动物造模,抑郁症小鼠 z-bio 2021-08-05 412

　　Objective: To investigate the effects of Vipromid capsules combined with fluoxetine hydrochloride capsules on depression in mice.

　　Method: Use chronic stress and orphans to establish a mouse depression model. They were randomly divided into 5 groups: blank control group, model group, virprozine hydrochloride group, fluoxetine hydrochloride group, fluoxetine hydrochloride group (combined drug group), with 10 rats in each group, and gavage for 30 days. For comparative analysis, observe the weight change, glucose water preference, forced swimming immobility time and tail suspension immobility time of each group of mice, and comprehensively evaluate the effect of combination medication on depressed mice.

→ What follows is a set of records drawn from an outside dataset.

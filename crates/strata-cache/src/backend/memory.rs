//! In-process backend with lazy expiry.
//!
//! Mirrors the Redis data model closely enough for local development and
//! tests: typed entries, `WRONGTYPE` errors, empty collections removing
//! their key, and Redis list index normalization.

use super::KeyValueBackend;
use crate::keys::glob_match;
use crate::ttl::Expiry;
use async_trait::async_trait;
use parking_lot::Mutex;
use std::collections::{HashMap, HashSet};
use std::time::{Duration, Instant};
use strata_core::{HealthCheck, HealthStatus, StrataError, StrataResult};

#[derive(Debug, Clone)]
enum Value {
    Scalar(Vec<u8>),
    Hash(HashMap<String, Vec<u8>>),
    Set(HashSet<Vec<u8>>),
    List(Vec<Vec<u8>>),
}

impl Value {
    const fn kind(&self) -> &'static str {
        match self {
            Self::Scalar(_) => "string",
            Self::Hash(_) => "hash",
            Self::Set(_) => "set",
            Self::List(_) => "list",
        }
    }

    fn is_empty(&self) -> bool {
        match self {
            Self::Scalar(_) => false,
            Self::Hash(fields) => fields.is_empty(),
            Self::Set(members) => members.is_empty(),
            Self::List(items) => items.is_empty(),
        }
    }
}

#[derive(Debug, Clone)]
struct Entry {
    value: Value,
    expires_at: Option<Instant>,
}

impl Entry {
    fn is_expired(&self, now: Instant) -> bool {
        self.expires_at.is_some_and(|at| at <= now)
    }
}

/// Expiry instant for `ttl` from `now`; a TTL past the clock's range never expires.
fn deadline(now: Instant, ttl: Duration) -> Option<Instant> {
    now.checked_add(ttl)
}

fn wrong_type(key: &str, expected: &str, found: &Value) -> StrataError {
    StrataError::InvalidArgument(format!(
        "WRONGTYPE key '{}' holds a {}, not a {}",
        key,
        found.kind(),
        expected
    ))
}

/// Maps an inclusive Redis range onto slice bounds.
fn normalize_range(len: usize, start: i64, stop: i64) -> Option<(usize, usize)> {
    let len = i64::try_from(len).unwrap_or(i64::MAX);
    let start = if start < 0 { (len + start).max(0) } else { start };
    let stop = if stop < 0 { len + stop } else { stop.min(len - 1) };

    if start > stop || start >= len {
        return None;
    }
    Some((usize::try_from(start).ok()?, usize::try_from(stop).ok()?))
}

/// Hash-map backed store for tests and cache-less deployments.
#[derive(Default)]
pub struct MemoryBackend {
    entries: Mutex<HashMap<String, Entry>>,
}

impl MemoryBackend {
    #[must_use]
    pub fn new() -> Self {
        Self::default()
    }

    /// Number of live keys.
    #[must_use]
    pub fn len(&self) -> usize {
        let now = Instant::now();
        self.entries.lock().values().filter(|e| !e.is_expired(now)).count()
    }

    #[must_use]
    pub fn is_empty(&self) -> bool {
        self.len() == 0
    }

    /// Runs `f` on the live entry for `key`, purging it first if expired.
    fn with_entry<R>(&self, key: &str, f: impl FnOnce(Option<&mut Entry>) -> R) -> R {
        let mut entries = self.entries.lock();
        let now = Instant::now();
        if entries.get(key).is_some_and(|e| e.is_expired(now)) {
            entries.remove(key);
        }
        f(entries.get_mut(key))
    }

    /// Gets or creates a collection entry, applying `ttl` when given.
    fn upsert<R>(
        &self,
        key: &str,
        empty: impl FnOnce() -> Value,
        ttl: Option<Duration>,
        f: impl FnOnce(&mut Value) -> StrataResult<R>,
    ) -> StrataResult<R> {
        let mut entries = self.entries.lock();
        let now = Instant::now();
        if entries.get(key).is_some_and(|e| e.is_expired(now)) {
            entries.remove(key);
        }

        let entry = entries.entry(key.to_string()).or_insert_with(|| Entry {
            value: empty(),
            expires_at: None,
        });
        let result = f(&mut entry.value);

        if entry.value.is_empty() {
            entries.remove(key);
        } else if result.is_ok() {
            if let Some(ttl) = ttl {
                entry.expires_at = deadline(now, ttl);
            }
        }
        result
    }

    /// Mutates an existing collection, removing the key once it is empty.
    fn update<R: Default>(
        &self,
        key: &str,
        f: impl FnOnce(&mut Value) -> StrataResult<R>,
    ) -> StrataResult<R> {
        let mut entries = self.entries.lock();
        let now = Instant::now();
        if entries.get(key).is_some_and(|e| e.is_expired(now)) {
            entries.remove(key);
        }

        let Some(entry) = entries.get_mut(key) else {
            return Ok(R::default());
        };
        let result = f(&mut entry.value);
        if entry.value.is_empty() {
            entries.remove(key);
        }
        result
    }
}

#[async_trait]
impl KeyValueBackend for MemoryBackend {
    async fn get(&self, key: &str) -> StrataResult<Option<Vec<u8>>> {
        self.with_entry(key, |entry| match entry {
            None => Ok(None),
            Some(Entry { value: Value::Scalar(bytes), .. }) => Ok(Some(bytes.clone())),
            Some(entry) => Err(wrong_type(key, "string", &entry.value)),
        })
    }

    async fn set(&self, key: &str, value: Vec<u8>, ttl: Option<Duration>) -> StrataResult<()> {
        let entry = Entry {
            value: Value::Scalar(value),
            expires_at: ttl.and_then(|ttl| deadline(Instant::now(), ttl)),
        };
        self.entries.lock().insert(key.to_string(), entry);
        Ok(())
    }

    async fn expire(&self, key: &str, ttl: Duration) -> StrataResult<bool> {
        Ok(self.with_entry(key, |entry| match entry {
            Some(entry) => {
                entry.expires_at = deadline(Instant::now(), ttl);
                true
            }
            None => false,
        }))
    }

    async fn ttl(&self, key: &str) -> StrataResult<Expiry> {
        Ok(self.with_entry(key, |entry| match entry {
            None => Expiry::Missing,
            Some(Entry { expires_at: None, .. }) => Expiry::Persistent,
            Some(Entry { expires_at: Some(at), .. }) => {
                Expiry::Remaining(at.saturating_duration_since(Instant::now()))
            }
        }))
    }

    async fn exists(&self, key: &str) -> StrataResult<bool> {
        Ok(self.with_entry(key, |entry| entry.is_some()))
    }

    async fn delete(&self, keys: &[String]) -> StrataResult<u64> {
        let mut entries = self.entries.lock();
        let now = Instant::now();
        let mut deleted = 0;
        for key in keys {
            if let Some(entry) = entries.remove(key) {
                if !entry.is_expired(now) {
                    deleted += 1;
                }
            }
        }
        Ok(deleted)
    }

    async fn hash_put(
        &self,
        key: &str,
        fields: Vec<(String, Vec<u8>)>,
        ttl: Option<Duration>,
    ) -> StrataResult<()> {
        if fields.is_empty() {
            return Ok(());
        }

        self.upsert(key, || Value::Hash(HashMap::new()), ttl, |value| match value {
            Value::Hash(map) => {
                map.extend(fields);
                Ok(())
            }
            other => Err(wrong_type(key, "hash", other)),
        })
    }

    async fn hash_get(&self, key: &str, field: &str) -> StrataResult<Option<Vec<u8>>> {
        self.with_entry(key, |entry| match entry {
            None => Ok(None),
            Some(Entry { value: Value::Hash(map), .. }) => Ok(map.get(field).cloned()),
            Some(entry) => Err(wrong_type(key, "hash", &entry.value)),
        })
    }

    async fn hash_entries(&self, key: &str) -> StrataResult<Vec<(String, Vec<u8>)>> {
        self.with_entry(key, |entry| match entry {
            None => Ok(Vec::new()),
            Some(Entry { value: Value::Hash(map), .. }) => {
                Ok(map.iter().map(|(k, v)| (k.clone(), v.clone())).collect())
            }
            Some(entry) => Err(wrong_type(key, "hash", &entry.value)),
        })
    }

    async fn hash_delete(&self, key: &str, fields: &[String]) -> StrataResult<u64> {
        self.update(key, |value| match value {
            Value::Hash(map) => Ok(fields.iter().filter(|f| map.remove(*f).is_some()).count() as u64),
            other => Err(wrong_type(key, "hash", other)),
        })
    }

    async fn hash_exists(&self, key: &str, field: &str) -> StrataResult<bool> {
        self.with_entry(key, |entry| match entry {
            None => Ok(false),
            Some(Entry { value: Value::Hash(map), .. }) => Ok(map.contains_key(field)),
            Some(entry) => Err(wrong_type(key, "hash", &entry.value)),
        })
    }

    async fn set_add(
        &self,
        key: &str,
        members: Vec<Vec<u8>>,
        ttl: Option<Duration>,
    ) -> StrataResult<u64> {
        if members.is_empty() {
            return Ok(0);
        }

        self.upsert(key, || Value::Set(HashSet::new()), ttl, |value| match value {
            Value::Set(set) => Ok(members.into_iter().filter(|m| set.insert(m.clone())).count() as u64),
            other => Err(wrong_type(key, "set", other)),
        })
    }

    async fn set_remove(&self, key: &str, members: Vec<Vec<u8>>) -> StrataResult<u64> {
        self.update(key, |value| match value {
            Value::Set(set) => Ok(members.iter().filter(|m| set.remove(*m)).count() as u64),
            other => Err(wrong_type(key, "set", other)),
        })
    }

    async fn set_members(&self, key: &str) -> StrataResult<Vec<Vec<u8>>> {
        self.with_entry(key, |entry| match entry {
            None => Ok(Vec::new()),
            Some(Entry { value: Value::Set(set), .. }) => Ok(set.iter().cloned().collect()),
            Some(entry) => Err(wrong_type(key, "set", &entry.value)),
        })
    }

    async fn set_size(&self, key: &str) -> StrataResult<u64> {
        self.with_entry(key, |entry| match entry {
            None => Ok(0),
            Some(Entry { value: Value::Set(set), .. }) => Ok(set.len() as u64),
            Some(entry) => Err(wrong_type(key, "set", &entry.value)),
        })
    }

    async fn set_contains(&self, key: &str, member: &[u8]) -> StrataResult<bool> {
        self.with_entry(key, |entry| match entry {
            None => Ok(false),
            Some(Entry { value: Value::Set(set), .. }) => Ok(set.contains(member)),
            Some(entry) => Err(wrong_type(key, "set", &entry.value)),
        })
    }

    async fn list_push(&self, key: &str, value: Vec<u8>, ttl: Option<Duration>) -> StrataResult<u64> {
        self.upsert(key, || Value::List(Vec::new()), ttl, |entry| match entry {
            Value::List(items) => {
                items.push(value);
                Ok(items.len() as u64)
            }
            other => Err(wrong_type(key, "list", other)),
        })
    }

    async fn list_range(&self, key: &str, start: i64, stop: i64) -> StrataResult<Vec<Vec<u8>>> {
        self.with_entry(key, |entry| match entry {
            None => Ok(Vec::new()),
            Some(Entry { value: Value::List(items), .. }) => {
                Ok(match normalize_range(items.len(), start, stop) {
                    Some((from, to)) => items[from..=to].to_vec(),
                    None => Vec::new(),
                })
            }
            Some(entry) => Err(wrong_type(key, "list", &entry.value)),
        })
    }

    async fn list_index(&self, key: &str, index: i64) -> StrataResult<Option<Vec<u8>>> {
        self.with_entry(key, |entry| match entry {
            None => Ok(None),
            Some(Entry { value: Value::List(items), .. }) => {
                Ok(normalize_range(items.len(), index, index).map(|(at, _)| items[at].clone()))
            }
            Some(entry) => Err(wrong_type(key, "list", &entry.value)),
        })
    }

    async fn list_len(&self, key: &str) -> StrataResult<u64> {
        self.with_entry(key, |entry| match entry {
            None => Ok(0),
            Some(Entry { value: Value::List(items), .. }) => Ok(items.len() as u64),
            Some(entry) => Err(wrong_type(key, "list", &entry.value)),
        })
    }

    async fn scan(&self, pattern: &str) -> StrataResult<Vec<String>> {
        let mut entries = self.entries.lock();
        let now = Instant::now();
        entries.retain(|_, entry| !entry.is_expired(now));

        let mut keys: Vec<String> = entries
            .keys()
            .filter(|key| glob_match(pattern, key))
            .cloned()
            .collect();
        keys.sort();
        Ok(keys)
    }

    async fn ping(&self) -> StrataResult<()> {
        Ok(())
    }
}

#[async_trait]
impl HealthCheck for MemoryBackend {
    fn name(&self) -> &str {
        "memory"
    }

    async fn check(&self) -> HealthStatus {
        HealthStatus::Healthy
    }
}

　　Result: After the completion of the modeling (day 0), compared with the blank control group, the total sugar water consumption, sugar water preference and body weight of each depression model group were significantly reduced (P). u003c0.01). The animals in the experimental group gained weight after gavage. On the 30th day, the weight gain of the combination group was significantly different than that of the model group (Pu003c0.05). On day 39, there was a significant difference in weight gain in the dipropylamine group (Pu003c0.05). On day 46, there was a significant difference in weight gain between the combination group and the fluoxetine hydrochloride group (Pu003c0.05). On the 50th day, the total sugar water consumption and sugar water preference rate of each treatment group increased to varying degrees. Compared with the model, the total sugar water consumption and sugar water preference rate of the dipropylamine group were significantly different. Group. Compared with the model group, the total sugar and water consumption of the combination group also had a significant difference (Pu003c0.05), and the sugar and water preference rate of the combination group also had a huge difference (Pu003c0.05). u003c0.05). Pu003c0.01). The forced swimming immobility time and tail suspension time of the biprodin group and the combined drug group were significantly reduced, and the swimming and tail suspension time of the biprodin group were significantly different from the model group (Pu003c0.05). .. There is a significant difference in the immobility time of the tail suspension in the combination group (Pu003c0.01). Compared with the fluoxetine hydrochloride group, the immobility time of the tail suspension in the combination group was significantly different (Pu003c0.05).

　　Conclusion: Experiments show that virpromid has an antidepressant effect, and the combination with fluoxetine hydrochloride has an excellent effect. This study provides experimental evidence and references for clinical medications for clinical depression.